### Task directions
Look through the entries that follow and return each line that has the string "filter".

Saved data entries
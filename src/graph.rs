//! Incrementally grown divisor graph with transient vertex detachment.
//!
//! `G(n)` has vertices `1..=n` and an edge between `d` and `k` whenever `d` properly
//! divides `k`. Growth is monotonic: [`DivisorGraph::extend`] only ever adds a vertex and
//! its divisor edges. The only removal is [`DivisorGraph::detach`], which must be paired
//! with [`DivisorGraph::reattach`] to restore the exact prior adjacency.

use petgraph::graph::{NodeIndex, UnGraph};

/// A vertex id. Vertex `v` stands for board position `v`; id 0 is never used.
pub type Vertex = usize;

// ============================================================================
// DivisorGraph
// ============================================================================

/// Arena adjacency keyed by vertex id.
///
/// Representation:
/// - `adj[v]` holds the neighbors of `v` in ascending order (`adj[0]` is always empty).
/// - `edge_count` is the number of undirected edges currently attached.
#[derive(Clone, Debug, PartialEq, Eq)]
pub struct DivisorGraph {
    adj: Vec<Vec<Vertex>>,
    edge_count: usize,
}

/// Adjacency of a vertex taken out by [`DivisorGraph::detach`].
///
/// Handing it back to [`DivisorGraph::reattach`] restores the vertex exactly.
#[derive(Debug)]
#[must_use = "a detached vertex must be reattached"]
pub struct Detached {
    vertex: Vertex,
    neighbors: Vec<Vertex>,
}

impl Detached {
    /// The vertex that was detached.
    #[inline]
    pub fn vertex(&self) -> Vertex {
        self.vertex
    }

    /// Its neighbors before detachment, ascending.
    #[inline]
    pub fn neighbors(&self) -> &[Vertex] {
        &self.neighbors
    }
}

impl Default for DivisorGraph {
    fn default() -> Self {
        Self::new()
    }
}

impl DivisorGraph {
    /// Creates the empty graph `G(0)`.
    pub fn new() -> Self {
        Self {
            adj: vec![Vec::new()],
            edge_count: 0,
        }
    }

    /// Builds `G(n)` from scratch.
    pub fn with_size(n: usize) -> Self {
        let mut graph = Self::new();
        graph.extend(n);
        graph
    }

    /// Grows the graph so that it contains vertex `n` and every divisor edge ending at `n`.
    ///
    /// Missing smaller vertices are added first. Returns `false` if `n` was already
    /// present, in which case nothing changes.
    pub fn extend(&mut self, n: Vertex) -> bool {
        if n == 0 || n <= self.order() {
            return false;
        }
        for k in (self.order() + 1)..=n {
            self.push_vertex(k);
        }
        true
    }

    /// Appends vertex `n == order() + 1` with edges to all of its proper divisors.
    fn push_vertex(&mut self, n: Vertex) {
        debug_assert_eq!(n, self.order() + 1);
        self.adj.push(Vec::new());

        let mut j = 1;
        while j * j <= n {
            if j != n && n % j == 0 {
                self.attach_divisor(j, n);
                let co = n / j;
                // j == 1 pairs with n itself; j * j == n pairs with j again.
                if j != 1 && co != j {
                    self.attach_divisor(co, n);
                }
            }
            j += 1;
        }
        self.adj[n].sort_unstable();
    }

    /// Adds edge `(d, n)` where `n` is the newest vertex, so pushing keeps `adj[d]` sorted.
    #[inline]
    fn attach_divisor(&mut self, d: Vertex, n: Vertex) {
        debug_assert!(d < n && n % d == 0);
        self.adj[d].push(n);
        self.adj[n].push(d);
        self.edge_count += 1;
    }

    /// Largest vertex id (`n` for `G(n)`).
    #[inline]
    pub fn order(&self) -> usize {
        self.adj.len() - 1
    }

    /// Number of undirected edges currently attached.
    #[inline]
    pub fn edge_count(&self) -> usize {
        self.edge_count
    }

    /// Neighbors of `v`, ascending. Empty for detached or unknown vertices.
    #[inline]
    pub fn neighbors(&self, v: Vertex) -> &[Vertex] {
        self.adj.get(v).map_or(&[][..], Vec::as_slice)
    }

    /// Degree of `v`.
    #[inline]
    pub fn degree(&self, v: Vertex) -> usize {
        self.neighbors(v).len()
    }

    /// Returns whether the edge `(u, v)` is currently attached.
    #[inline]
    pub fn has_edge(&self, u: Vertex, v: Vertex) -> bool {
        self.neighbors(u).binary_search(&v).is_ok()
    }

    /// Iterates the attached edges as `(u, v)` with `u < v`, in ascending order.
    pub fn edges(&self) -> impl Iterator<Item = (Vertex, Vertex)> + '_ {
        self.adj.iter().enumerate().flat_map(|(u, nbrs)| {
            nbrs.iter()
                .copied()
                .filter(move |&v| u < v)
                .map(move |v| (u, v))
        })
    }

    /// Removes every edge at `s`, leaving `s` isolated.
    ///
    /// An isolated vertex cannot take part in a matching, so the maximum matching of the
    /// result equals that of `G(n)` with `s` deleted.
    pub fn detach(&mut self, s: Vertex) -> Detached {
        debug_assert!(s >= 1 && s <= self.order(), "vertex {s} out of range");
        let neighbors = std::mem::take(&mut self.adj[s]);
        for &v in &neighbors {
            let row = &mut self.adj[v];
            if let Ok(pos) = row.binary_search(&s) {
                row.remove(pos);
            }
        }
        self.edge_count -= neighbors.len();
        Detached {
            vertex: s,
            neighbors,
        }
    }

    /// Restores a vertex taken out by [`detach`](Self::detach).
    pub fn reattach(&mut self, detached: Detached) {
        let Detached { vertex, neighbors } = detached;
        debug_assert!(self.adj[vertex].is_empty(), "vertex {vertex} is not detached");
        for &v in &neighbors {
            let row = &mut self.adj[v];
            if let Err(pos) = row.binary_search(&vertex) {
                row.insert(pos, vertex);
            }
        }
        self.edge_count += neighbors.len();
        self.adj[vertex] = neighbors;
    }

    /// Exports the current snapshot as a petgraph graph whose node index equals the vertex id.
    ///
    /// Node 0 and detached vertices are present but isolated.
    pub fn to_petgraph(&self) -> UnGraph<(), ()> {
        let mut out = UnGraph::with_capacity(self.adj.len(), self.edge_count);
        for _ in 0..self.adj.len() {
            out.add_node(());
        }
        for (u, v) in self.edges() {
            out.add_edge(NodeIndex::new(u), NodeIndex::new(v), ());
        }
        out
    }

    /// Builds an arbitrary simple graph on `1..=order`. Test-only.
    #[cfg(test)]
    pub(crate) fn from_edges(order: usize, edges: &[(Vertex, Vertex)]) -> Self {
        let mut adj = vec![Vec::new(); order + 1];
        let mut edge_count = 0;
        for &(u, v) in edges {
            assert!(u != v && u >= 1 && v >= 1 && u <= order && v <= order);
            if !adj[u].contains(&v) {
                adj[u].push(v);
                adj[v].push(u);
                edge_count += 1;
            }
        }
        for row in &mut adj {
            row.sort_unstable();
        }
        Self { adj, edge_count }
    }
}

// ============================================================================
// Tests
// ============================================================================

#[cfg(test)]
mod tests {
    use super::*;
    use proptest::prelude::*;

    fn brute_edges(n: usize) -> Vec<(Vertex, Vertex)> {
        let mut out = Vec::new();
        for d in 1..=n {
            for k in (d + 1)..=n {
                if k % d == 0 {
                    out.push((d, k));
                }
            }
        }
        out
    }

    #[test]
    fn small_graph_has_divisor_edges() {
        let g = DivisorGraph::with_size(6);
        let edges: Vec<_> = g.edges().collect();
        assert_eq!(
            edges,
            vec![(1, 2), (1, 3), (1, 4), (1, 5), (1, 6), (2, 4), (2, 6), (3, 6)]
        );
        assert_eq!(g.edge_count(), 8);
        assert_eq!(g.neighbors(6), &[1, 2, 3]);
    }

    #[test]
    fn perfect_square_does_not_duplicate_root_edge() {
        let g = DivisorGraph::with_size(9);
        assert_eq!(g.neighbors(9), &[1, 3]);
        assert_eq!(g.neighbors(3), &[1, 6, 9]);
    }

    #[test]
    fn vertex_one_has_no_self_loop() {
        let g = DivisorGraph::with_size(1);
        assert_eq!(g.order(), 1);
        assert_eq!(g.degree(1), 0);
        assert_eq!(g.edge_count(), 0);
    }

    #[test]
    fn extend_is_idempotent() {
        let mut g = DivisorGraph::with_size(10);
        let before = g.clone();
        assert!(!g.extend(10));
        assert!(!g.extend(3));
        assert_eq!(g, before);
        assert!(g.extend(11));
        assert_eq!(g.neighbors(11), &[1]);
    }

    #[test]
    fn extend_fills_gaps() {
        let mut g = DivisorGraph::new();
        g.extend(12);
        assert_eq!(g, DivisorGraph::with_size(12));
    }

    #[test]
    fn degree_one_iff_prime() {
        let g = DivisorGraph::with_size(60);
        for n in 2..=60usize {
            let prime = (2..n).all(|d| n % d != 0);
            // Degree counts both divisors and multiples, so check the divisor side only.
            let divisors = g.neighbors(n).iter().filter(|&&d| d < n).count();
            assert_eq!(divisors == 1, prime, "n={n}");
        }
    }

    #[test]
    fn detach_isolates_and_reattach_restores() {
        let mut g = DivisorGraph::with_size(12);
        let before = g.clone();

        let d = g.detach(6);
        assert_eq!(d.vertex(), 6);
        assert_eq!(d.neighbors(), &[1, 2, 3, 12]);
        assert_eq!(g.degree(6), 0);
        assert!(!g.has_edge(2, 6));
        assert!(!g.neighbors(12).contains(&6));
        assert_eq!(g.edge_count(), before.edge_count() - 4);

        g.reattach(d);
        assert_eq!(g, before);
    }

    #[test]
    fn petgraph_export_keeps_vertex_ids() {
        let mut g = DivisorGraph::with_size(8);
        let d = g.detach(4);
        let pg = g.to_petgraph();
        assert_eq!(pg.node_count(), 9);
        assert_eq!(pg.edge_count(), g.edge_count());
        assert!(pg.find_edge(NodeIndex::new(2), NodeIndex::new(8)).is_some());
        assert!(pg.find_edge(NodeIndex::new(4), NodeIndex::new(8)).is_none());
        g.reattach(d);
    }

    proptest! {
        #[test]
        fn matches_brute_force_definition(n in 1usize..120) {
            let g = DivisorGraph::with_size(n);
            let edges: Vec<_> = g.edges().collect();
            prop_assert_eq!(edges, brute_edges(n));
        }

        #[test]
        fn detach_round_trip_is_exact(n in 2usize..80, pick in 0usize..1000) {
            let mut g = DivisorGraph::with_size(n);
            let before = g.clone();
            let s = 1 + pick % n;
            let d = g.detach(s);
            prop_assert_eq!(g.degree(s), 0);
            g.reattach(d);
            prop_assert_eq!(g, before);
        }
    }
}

### Solution to the exercise
                .filter(move |&v| u < v)
            let divisors = g.neighbors(n).iter().filter(|&&d| d < n).count();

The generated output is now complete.